Der flüchtige erste Blick sieht in Tiepolos Werk vielleicht gar keine Abendmahlsdarstellung. Die klassischen Darstellungen, man nehme etwa Giotto, zeigen eine kompakte, eng gefügte Gruppe aus Heiland und Jüngern, bei Bassano ist es ein rechtes Gedränge und Getümmel der Leiber. Hier ist es eine überwiegend in recht entspannter Haltung locker um den Tisch gescharte Versammlung mit reichlich freien Plätzen, rechts und links vom Tisch ahnt man viel freien Raum, nach oben hinaus umso mehr. Es ist nicht recht klar, ob man in dem palastähnlichen Gebäude tafelt oder davor auf einer Art Veranda. Keine Spur der Flora ist zu sehen, die Fauna ist durch einen Hund am unteren Bildrand vertreten. Der helle Sandstein des Gebäudes, der durch die vier dunkelgrünen Säulen nur noch lichter wirkt, bestimmt den Ton, davor die farbenträchtigen Kleider der Tafelnden. Wollte man die Prosa des Dichters in Farben beschreiben, käme man zu einer ähnlichen Palette.

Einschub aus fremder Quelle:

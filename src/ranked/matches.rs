//! Match history and match detail endpoints

use serde::Deserialize;

use crate::ranked::{lenient, same_uuid, RankedApiError, RankedClient, RankedResult};

const ENDPOINT: &str = "matches";

/// Match type filter for ranked queue matches
const RANKED_MATCH_TYPE: u8 = 2;

/// Entry of a player's match history
#[derive(Deserialize, Debug, Clone)]
pub struct MatchSummary {
    #[serde(default, deserialize_with = "lenient")]
    pub id: Option<u64>,
}

#[derive(Deserialize, Debug, Default, Clone)]
pub struct MatchDetail {
    #[serde(default, deserialize_with = "lenient")]
    pub id: Option<u64>,
    #[serde(default, deserialize_with = "lenient")]
    pub completions: Option<Vec<Completion>>,
    #[serde(default, deserialize_with = "lenient")]
    pub timelines: Option<Vec<TimelineEvent>>,
}

#[derive(Deserialize, Debug, Default, Clone)]
pub struct Completion {
    #[serde(default, deserialize_with = "lenient")]
    pub uuid: Option<String>,
    #[serde(default, deserialize_with = "lenient")]
    pub time: Option<u64>,
}

#[derive(Deserialize, Debug, Default, Clone)]
pub struct TimelineEvent {
    #[serde(default, deserialize_with = "lenient")]
    pub uuid: Option<String>,
    #[serde(default, deserialize_with = "lenient")]
    pub time: Option<u64>,
    #[serde(rename = "type", default, deserialize_with = "lenient")]
    pub event_type: Option<String>,
}

impl MatchDetail {
    /// Timestamp of the first timeline event of this type by this player, in list order
    pub fn first_event(&self, event_type: &str, uuid: &str) -> Option<u64> {
        self.timelines
            .iter()
            .flatten()
            .find(|event| {
                event.event_type.as_deref() == Some(event_type)
                    && event
                        .uuid
                        .as_deref()
                        .map_or(false, |actor| same_uuid(actor, uuid))
            })
            .and_then(|event| event.time)
    }

    /// The match's completion, i.e. whoever finished first
    pub fn completion(&self) -> Option<&Completion> {
        self.completions.as_ref().and_then(|c| c.first())
    }
}

/// Id of the first match in a player's history, which is the most recent one
pub fn most_recent_id(summaries: Vec<MatchSummary>, name: &str) -> RankedResult<u64> {
    summaries
        .into_iter()
        .next()
        .and_then(|summary| summary.id)
        .ok_or_else(|| RankedApiError::NoRecentMatch(name.to_owned()))
}

pub async fn request(client: &RankedClient, match_id: u64) -> RankedResult<MatchDetail> {
    client
        .request::<MatchDetail>(&format!("{}/{}", ENDPOINT, match_id), &[])
        .await
}

pub async fn request_recent_ranked(
    client: &RankedClient,
    name: &str,
) -> RankedResult<Vec<MatchSummary>> {
    client
        .request::<Vec<MatchSummary>>(
            &format!("users/{}/{}", name, ENDPOINT),
            &[
                ("type", RANKED_MATCH_TYPE.to_string()),
                ("count", "1".to_string()),
            ],
        )
        .await
}
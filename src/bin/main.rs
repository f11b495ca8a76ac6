use tracing_subscriber::{EnvFilter, FmtSubscriber};

use ranked_runner_info as rri;
use rri::ranked::RankedClient;
use rri::report::{self, ReportError};
use rri::settings::{self, RunnerConfig};

#[tokio::main(flavor = "current_thread")]
async fn main() {
    dotenv::dotenv().ok();

    // Set up logging, stdout is reserved for progress messages
    let subscriber = FmtSubscriber::builder()
        .with_env_filter(EnvFilter::from_default_env())
        .with_writer(std::io::stderr)
        .finish();

    tracing::subscriber::set_global_default(subscriber).expect("Failed to start the logger");

    println!("Starting runner information fetcher...\n");

    if let Err(why) = start().await {
        eprintln!("Error: {}", why);
        std::process::exit(1);
    }

    println!("\n✓ All information fetched and saved successfully!");
}

async fn start() -> Result<(), ReportError> {
    let config = RunnerConfig::load()?;
    let api = RankedClient::from_env();

    report::run(&api, &config, &settings::report_dir()).await?;
    Ok(())
}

Um den Christuskopf leuchtet die Sandsteinfarbe aufgrund eines momentanen Lichtspiels – vielleicht hängt es zusammen mit der im Hintergrund herabhängenden Plane – um einige Grad intensiver. Zwei ebenso steinerne wie liebliche Frauen blicken von hinten auf die Versammelten und beheben das Bedrückende, das reine Männergesellschaften unvermeidbar an sich haben. Bei dem Apostel an der rechten Tischseite kann man nicht sicher sein, ob er den Christus oder aber, hinten an der Säule vorbei, die links plazierte Schöne betrachtet. Mit dem Mahl, das ohnehin seinem Ende entgegen zugehen scheint, ist er, so wie er sich zurückschiebt vom Tisch, offenbar schon fertig. - Ein Bild von nahezu unmerklich sakral veredelter Weltlichkeit, das alles Ungeheuerliche der Abendmahlsliturgie vergessen läßt.

Der Dichter denkt nicht an Tiepolo und schwer wäre es auch, beim Blick in das dunkle Tonnengewölbe der korsischen Kirche Tiepolos lichtes Bild sich vorzustellen. Die Häuser der Altstadt draußen sind in einem bösen Zustand. Aus schwarzen Eingängen und Mauerlöchern schauen die mageren korsischen Katzen hervor, stumm und klug, schwarz wie die alten, schwarz gekleideten Kirchgängerinnen.